Engagée en justice à leurs côtés, l’Union nationale des familles de traumatisés crâniens, insiste elle aussi sur le "handicap" de Vincent Lambert, tout comme une soixantaine de médecins signataires d’une tribune intitulée "Laisser mourir, faire mourir ou soigner ?" publiée dans Le Monde 20 mai dernier. "Vincent Lambert n’est pas en fin de vie.

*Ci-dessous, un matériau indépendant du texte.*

//! Backend error taxonomy.
//!
//! Every failure reported by a [`DocumentStore`](crate::store::DocumentStore)
//! is a [`StoreError`] carrying the backend's string code. [`classify`] maps
//! it onto a fixed set of [`ErrorKind`]s, each with a message that is safe to
//! show to a user verbatim.

use serde::{Deserialize, Serialize};
use std::fmt;
use thiserror::Error;

/// Raw error surfaced by a document store operation.
#[derive(Debug, Clone, PartialEq, Eq, Error)]
#[error("{message}")]
pub struct StoreError {
    /// Backend error code, e.g. `"unavailable"` or `"permission-denied"`.
    pub code: Option<String>,
    /// Diagnostic text. Never shown to users.
    pub message: String,
}

impl StoreError {
    pub fn new(code: impl Into<String>, message: impl Into<String>) -> Self {
        Self {
            code: Some(code.into()),
            message: message.into(),
        }
    }

    /// An error without a backend code.
    pub fn uncoded(message: impl Into<String>) -> Self {
        Self {
            code: None,
            message: message.into(),
        }
    }

    pub fn unavailable(message: impl Into<String>) -> Self {
        Self::new(ErrorKind::Unavailable.code(), message)
    }

    pub fn kind(&self) -> ErrorKind {
        self.code
            .as_deref()
            .map(ErrorKind::from_code)
            .unwrap_or(ErrorKind::Unknown)
    }
}

/// Failure categories a backend error can fall into.
#[derive(Debug, Clone, Copy, PartialEq, Eq, Hash, Serialize, Deserialize)]
#[serde(rename_all = "kebab-case")]
pub enum ErrorKind {
    Unavailable,
    FailedPrecondition,
    PermissionDenied,
    NotFound,
    AlreadyExists,
    ResourceExhausted,
    Cancelled,
    DataLoss,
    Unauthenticated,
    Unknown,
}

impl ErrorKind {
    pub const ALL: [ErrorKind; 10] = [
        ErrorKind::Unavailable,
        ErrorKind::FailedPrecondition,
        ErrorKind::PermissionDenied,
        ErrorKind::NotFound,
        ErrorKind::AlreadyExists,
        ErrorKind::ResourceExhausted,
        ErrorKind::Cancelled,
        ErrorKind::DataLoss,
        ErrorKind::Unauthenticated,
        ErrorKind::Unknown,
    ];

    /// Exact-match lookup of a backend code. Anything unmapped is `Unknown`.
    pub fn from_code(code: &str) -> Self {
        match code {
            "unavailable" => ErrorKind::Unavailable,
            "failed-precondition" => ErrorKind::FailedPrecondition,
            "permission-denied" => ErrorKind::PermissionDenied,
            "not-found" => ErrorKind::NotFound,
            "already-exists" => ErrorKind::AlreadyExists,
            "resource-exhausted" => ErrorKind::ResourceExhausted,
            "cancelled" => ErrorKind::Cancelled,
            "data-loss" => ErrorKind::DataLoss,
            "unauthenticated" => ErrorKind::Unauthenticated,
            _ => ErrorKind::Unknown,
        }
    }

    pub fn code(&self) -> &'static str {
        match self {
            ErrorKind::Unavailable => "unavailable",
            ErrorKind::FailedPrecondition => "failed-precondition",
            ErrorKind::PermissionDenied => "permission-denied",
            ErrorKind::NotFound => "not-found",
            ErrorKind::AlreadyExists => "already-exists",
            ErrorKind::ResourceExhausted => "resource-exhausted",
            ErrorKind::Cancelled => "cancelled",
            ErrorKind::DataLoss => "data-loss",
            ErrorKind::Unauthenticated => "unauthenticated",
            ErrorKind::Unknown => "unknown",
        }
    }

    /// User-facing message for this kind.
    pub fn message(&self) -> &'static str {
        match self {
            ErrorKind::Unavailable => {
                "Network connection lost. The app will continue working offline \
                 and sync when connection is restored."
            }
            ErrorKind::FailedPrecondition => {
                "Operation failed. Please refresh the page and try again."
            }
            ErrorKind::PermissionDenied => "You do not have permission to perform this action.",
            ErrorKind::NotFound => "The requested resource was not found.",
            ErrorKind::AlreadyExists => "This record already exists.",
            ErrorKind::ResourceExhausted => "Too many requests. Please try again later.",
            ErrorKind::Cancelled => "Operation was cancelled. Please try again.",
            ErrorKind::DataLoss => "Critical error: Data loss occurred. Please contact support.",
            ErrorKind::Unauthenticated => "Please sign in to continue.",
            ErrorKind::Unknown => "An unexpected error occurred. Please try again.",
        }
    }

    /// Whether the failure is transient.
    ///
    /// `ResourceExhausted` is transient but only worth retrying after a
    /// backoff the caller chooses to pay for.
    pub fn is_retryable(&self) -> bool {
        matches!(
            self,
            ErrorKind::Unavailable | ErrorKind::Cancelled | ErrorKind::ResourceExhausted
        )
    }
}

impl fmt::Display for ErrorKind {
    fn fmt(&self, f: &mut fmt::Formatter<'_>) -> fmt::Result {
        f.write_str(self.code())
    }
}

/// A classified failure: the kind plus the message to render.
#[derive(Debug, Clone, PartialEq, Eq, Serialize, Deserialize, Error)]
#[error("{message}")]
pub struct ErrorRecord {
    pub kind: ErrorKind,
    pub message: String,
}

impl ErrorRecord {
    pub fn from_kind(kind: ErrorKind) -> Self {
        Self {
            kind,
            message: kind.message().to_string(),
        }
    }
}

impl From<ErrorKind> for ErrorRecord {
    fn from(kind: ErrorKind) -> Self {
        Self::from_kind(kind)
    }
}

/// Maps a raw backend error onto the taxonomy. Never fails.
pub fn classify(error: &StoreError) -> ErrorRecord {
    let kind = error.kind();
    match kind {
        ErrorKind::Unknown => tracing::warn!(
            code = error.code.as_deref().unwrap_or("<none>"),
            "Unclassified backend error: {}",
            error.message
        ),
        _ => tracing::debug!(code = kind.code(), "Backend error: {}", error.message),
    }
    ErrorRecord::from_kind(kind)
}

Il est en grave situation de handicap et n’a aucune assistance externe de fonction d’organe vital (poumons, cœur, reins)", écrivent-ils, insistant sur la difficulté pour les médecins d’analyser l’état de conscience d’une personne.
Des juristes partagés
Pour rappel, la dernière expertise, menée en novembre 2018, et au cœur du débat, fait état d’"atteinte encéphalique sévèrissime" interdisant à ce patient "tout accès à la conscience de son être et de son environnement" et le dépossédant "de tout ce qui constituait sa personnalité".

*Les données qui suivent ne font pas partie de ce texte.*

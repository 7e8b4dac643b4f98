//! Document store backed by the tourney document server.
//!
//! Every write lands in the on-disk [`Outbox`] first. While the channel is
//! enabled writes are pushed straight away; otherwise they wait for
//! [`flush_pending_writes`](DocumentStore::flush_pending_writes). A write
//! only fails when the outbox cannot take it or the server rejects it; an
//! unreachable server leaves it queued and the write succeeds locally.

use async_trait::async_trait;
use reqwest::StatusCode;
use serde_json::Value;
use std::path::Path;
use std::sync::atomic::{AtomicBool, Ordering};
use std::sync::{Mutex, MutexGuard, PoisonError};
use std::time::Duration;
use thiserror::Error;
use tourney_core::{Collection, DocumentStore, ErrorKind, StoreError};
use uuid::Uuid;

use super::outbox::{Outbox, OutboxEntry, OutboxError, OutboxOp};
use crate::config::Config;
use crate::server::ErrorBody;

const REQUEST_TIMEOUT: Duration = Duration::from_secs(10);

#[derive(Debug, Error)]
pub enum HttpStoreError {
    #[error("Server not configured. Set server.server_url and server.api_key in config")]
    NotConfigured,

    #[error("Failed to build HTTP client: {0}")]
    Client(#[from] reqwest::Error),
}

pub struct HttpDocumentStore {
    client: reqwest::Client,
    base_url: String,
    api_key: String,
    outbox: Mutex<Outbox>,
    channel_enabled: AtomicBool,
    flush_lock: tokio::sync::Mutex<()>,
}

impl HttpDocumentStore {
    pub fn new(
        base_url: impl Into<String>,
        api_key: impl Into<String>,
        data_dir: impl AsRef<Path>,
    ) -> Result<Self, HttpStoreError> {
        let client = reqwest::Client::builder()
            .timeout(REQUEST_TIMEOUT)
            .build()?;
        Ok(Self {
            client,
            base_url: base_url.into().trim_end_matches('/').to_string(),
            api_key: api_key.into(),
            outbox: Mutex::new(Outbox::new(data_dir)),
            channel_enabled: AtomicBool::new(true),
            flush_lock: tokio::sync::Mutex::new(()),
        })
    }

    pub fn from_config(config: &Config) -> Result<Self, HttpStoreError> {
        match (&config.server.server_url, &config.server.api_key) {
            (Some(url), Some(key)) => Self::new(url, key, &config.data_dir.value),
            _ => Err(HttpStoreError::NotConfigured),
        }
    }

    pub fn base_url(&self) -> &str {
        &self.base_url
    }

    pub fn is_channel_enabled(&self) -> bool {
        self.channel_enabled.load(Ordering::SeqCst)
    }

    /// Writes still waiting for a server acknowledgement.
    pub fn pending(&self) -> Result<Vec<OutboxEntry>, OutboxError> {
        self.outbox().load()
    }

    pub fn pending_count(&self) -> Result<usize, OutboxError> {
        self.outbox().len()
    }

    fn outbox(&self) -> MutexGuard<'_, Outbox> {
        self.outbox.lock().unwrap_or_else(PoisonError::into_inner)
    }

    fn document_url(&self, collection: Collection, id: Uuid) -> String {
        format!("{}/collections/{}/{}", self.base_url, collection.name(), id)
    }

    async fn enqueue(
        &self,
        collection: Collection,
        id: Uuid,
        op: OutboxOp,
    ) -> Result<(), StoreError> {
        let entry = self
            .outbox()
            .enqueue(collection, id, op)
            .map_err(outbox_error)?;

        if !self.is_channel_enabled() {
            tracing::debug!(%collection, %id, "Channel disabled, write queued");
            return Ok(());
        }
        match self.deliver(&entry).await {
            // Saved locally; the next flush retries it.
            Err(e) if e.kind().is_retryable() => Ok(()),
            other => other,
        }
    }

    /// Pushes one entry and settles it in the outbox.
    ///
    /// Acknowledged and permanently rejected entries leave the outbox;
    /// transient failures stay queued for the next flush.
    async fn deliver(&self, entry: &OutboxEntry) -> Result<(), StoreError> {
        match self.push(entry).await {
            Ok(()) => {
                self.outbox().acknowledge(entry).map_err(outbox_error)?;
                Ok(())
            }
            Err(e) if e.kind().is_retryable() => {
                tracing::debug!(
                    collection = %entry.collection,
                    id = %entry.id,
                    "Write kept queued: {}",
                    e
                );
                Err(e)
            }
            Err(e) => {
                tracing::warn!(
                    collection = %entry.collection,
                    id = %entry.id,
                    "Server rejected write, dropping it: {}",
                    e
                );
                self.outbox().acknowledge(entry).map_err(outbox_error)?;
                Err(e)
            }
        }
    }

    async fn push(&self, entry: &OutboxEntry) -> Result<(), StoreError> {
        let url = self.document_url(entry.collection, entry.id);
        let request = match &entry.op {
            OutboxOp::Put(document) => self.client.put(&url).json(document),
            OutboxOp::Delete => self.client.delete(&url),
        };

        let response = request
            .bearer_auth(&self.api_key)
            .send()
            .await
            .map_err(transport_error)?;

        let status = response.status();
        if status.is_success() {
            return Ok(());
        }
        // Already gone is as good as deleted.
        if status == StatusCode::NOT_FOUND && entry.op == OutboxOp::Delete {
            return Ok(());
        }

        let body = response.json::<ErrorBody>().await.ok();
        Err(response_error(status, body))
    }
}

#[async_trait]
impl DocumentStore for HttpDocumentStore {
    async fn enable_channel(&self) -> Result<(), StoreError> {
        let url = format!("{}/health", self.base_url);
        let response = self.client.get(&url).send().await.map_err(transport_error)?;
        if !response.status().is_success() {
            return Err(StoreError::unavailable(format!(
                "Health check returned status {}",
                response.status()
            )));
        }
        self.channel_enabled.store(true, Ordering::SeqCst);
        tracing::debug!(url = %self.base_url, "Network channel enabled");
        Ok(())
    }

    async fn disable_channel(&self) -> Result<(), StoreError> {
        self.channel_enabled.store(false, Ordering::SeqCst);
        tracing::debug!(url = %self.base_url, "Network channel disabled");
        Ok(())
    }

    async fn flush_pending_writes(&self) -> Result<(), StoreError> {
        let _flushing = self.flush_lock.lock().await;

        if !self.is_channel_enabled() {
            return Err(StoreError::unavailable("network channel is disabled"));
        }

        let entries = self.outbox().load().map_err(outbox_error)?;
        let total = entries.len();
        let mut rejected = None;

        for entry in entries {
            match self.deliver(&entry).await {
                Ok(()) => {}
                // Order matters: stop at the first transient failure.
                Err(e) if e.kind().is_retryable() => return Err(e),
                Err(e) => {
                    rejected.get_or_insert(e);
                }
            }
        }

        match rejected {
            Some(e) => Err(e),
            None => {
                tracing::debug!(count = total, "Outbox flushed");
                Ok(())
            }
        }
    }

    async fn put(
        &self,
        collection: Collection,
        id: Uuid,
        document: Value,
    ) -> Result<(), StoreError> {
        self.enqueue(collection, id, OutboxOp::Put(document)).await
    }

    async fn delete(&self, collection: Collection, id: Uuid) -> Result<(), StoreError> {
        self.enqueue(collection, id, OutboxOp::Delete).await
    }
}

fn outbox_error(e: OutboxError) -> StoreError {
    match e {
        OutboxError::Corrupt(..) => StoreError::new(ErrorKind::DataLoss.code(), e.to_string()),
        OutboxError::Io(..) => StoreError::uncoded(e.to_string()),
    }
}

fn transport_error(e: reqwest::Error) -> StoreError {
    StoreError::unavailable(e.to_string())
}

/// Backend code for an HTTP status the server answered with.
fn status_code(status: StatusCode) -> ErrorKind {
    match status.as_u16() {
        400 | 412 => ErrorKind::FailedPrecondition,
        401 => ErrorKind::Unauthenticated,
        403 => ErrorKind::PermissionDenied,
        404 => ErrorKind::NotFound,
        409 => ErrorKind::AlreadyExists,
        429 => ErrorKind::ResourceExhausted,
        499 => ErrorKind::Cancelled,
        502..=504 => ErrorKind::Unavailable,
        _ => ErrorKind::Unknown,
    }
}

fn response_error(status: StatusCode, body: Option<ErrorBody>) -> StoreError {
    match body {
        Some(body) => StoreError::new(body.code, body.message),
        None => StoreError::new(
            status_code(status).code(),
            format!("Server returned status {}", status),
        ),
    }
}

Chez les juristes, bien que spécialisés sur le sujet, la question est également loin d’être tranchée. "Est-ce qu'on se trouve véritablement dans un cas de défense d’une personne handicapée ? La question se pose", concède Me Noémie Saidi-Cottier. "Je n’ai pas l’impression que la question du statut de personne handicapée fasse débat, par contre toute la question est de savoir si on est justement dans un état de la conscience maintenue", souligne de son côté Me Alexandra Grévin. Et cette dernière de poursuivre : "Si j’étais l’avocat des parents de Vincent Lambert, il est évident que le fait de démontrer sa situation de handicap tout en axant sur le fait qu’il n’est pas en fin de vie a du sens pour justifier le maintien des soins d’une personne qui n’est finalement pas en situation de grande souffrance."

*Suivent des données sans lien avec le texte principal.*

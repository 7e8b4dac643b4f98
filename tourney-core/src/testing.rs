//! Scripted document store for exercising retry and reconnect paths.

use async_trait::async_trait;
use serde_json::Value;
use std::collections::VecDeque;
use std::sync::atomic::{AtomicUsize, Ordering};
use std::sync::Mutex;
use tokio::time::Instant;
use uuid::Uuid;

use crate::error::StoreError;
use crate::models::Collection;
use crate::store::DocumentStore;

/// Outcome queue: pops scripted results, falling back to `default` when empty.
#[derive(Debug)]
pub struct Script {
    queue: Mutex<VecDeque<Result<(), StoreError>>>,
    default: Result<(), StoreError>,
    calls: AtomicUsize,
    times: Mutex<Vec<Instant>>,
}

impl Script {
    pub fn ok() -> Self {
        Self::with_default(Ok(()))
    }

    pub fn failing(code: &str) -> Self {
        Self::with_default(Err(StoreError::new(code, "scripted failure")))
    }

    fn with_default(default: Result<(), StoreError>) -> Self {
        Self {
            queue: Mutex::new(VecDeque::new()),
            default,
            calls: AtomicUsize::new(0),
            times: Mutex::new(Vec::new()),
        }
    }

    /// Queues `count` failures with `code` ahead of the default outcome.
    pub fn then_fail(self, code: &str, count: usize) -> Self {
        {
            let mut queue = self.queue.lock().unwrap();
            for _ in 0..count {
                queue.push_back(Err(StoreError::new(code, "scripted failure")));
            }
        }
        self
    }

    pub fn next(&self) -> Result<(), StoreError> {
        self.calls.fetch_add(1, Ordering::SeqCst);
        self.times.lock().unwrap().push(Instant::now());
        self.queue
            .lock()
            .unwrap()
            .pop_front()
            .unwrap_or_else(|| self.default.clone())
    }

    pub fn calls(&self) -> usize {
        self.calls.load(Ordering::SeqCst)
    }

    pub fn times(&self) -> Vec<Instant> {
        self.times.lock().unwrap().clone()
    }
}

#[derive(Debug)]
pub struct ScriptedStore {
    pub enable: Script,
    pub disable: Script,
    pub flush: Script,
    pub write: Script,
}

impl Default for ScriptedStore {
    fn default() -> Self {
        Self {
            enable: Script::ok(),
            disable: Script::ok(),
            flush: Script::ok(),
            write: Script::ok(),
        }
    }
}

#[async_trait]
impl DocumentStore for ScriptedStore {
    async fn enable_channel(&self) -> Result<(), StoreError> {
        self.enable.next()
    }

    async fn disable_channel(&self) -> Result<(), StoreError> {
        self.disable.next()
    }

    async fn flush_pending_writes(&self) -> Result<(), StoreError> {
        self.flush.next()
    }

    async fn put(&self, _: Collection, _: Uuid, _: Value) -> Result<(), StoreError> {
        self.write.next()
    }

    async fn delete(&self, _: Collection, _: Uuid) -> Result<(), StoreError> {
        self.write.next()
    }
}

Le statut de handicapé "hors-sujet" ?
Pour Pascale Ribes, vice-présidente du Conseil français de personnes handicapées pour les questions européennes (CFHE), "faire prévaloir le handicap dans cette affaire revient en quelque sorte à priver le patient de certains droits fondamentaux dont celui de mourir dans la dignité". Un contresens estime celle qui rappelle le comité de l’ONU récemment saisi est justement chargé de garantir le respect d’une "convention qui prône le respect des libertés fondamentales des personnes handicapées dans tous les domaines de la vie quotidienne sur la base de l’égalité avec les autres".
Et de conclure : "Imaginez qu’on ait un traitement diffèrent en matière de droit à la vie pour les personnes en situation de handicap… Vincent Lambert est avant tout une personne avant d’être une personne en situation de handicap. C’est d’abord un sujet de droit, pas un objet de soins et à partir de là il convient de se demander : comment fait-on pour le restaurer dans sa dignité d’être humain à part entière, comment respecter au mieux ses volontés ?"
De l’avis des uns et des autres, une chose est certaine en tout cas, le jugement sur le fond du Comité des droits des personnes handicapées, s’il a lieu, devrait de nouveau donner matière à alimenter les débats autour de la fin de vie qui ne trouvent pas de réponse ferme et définitive.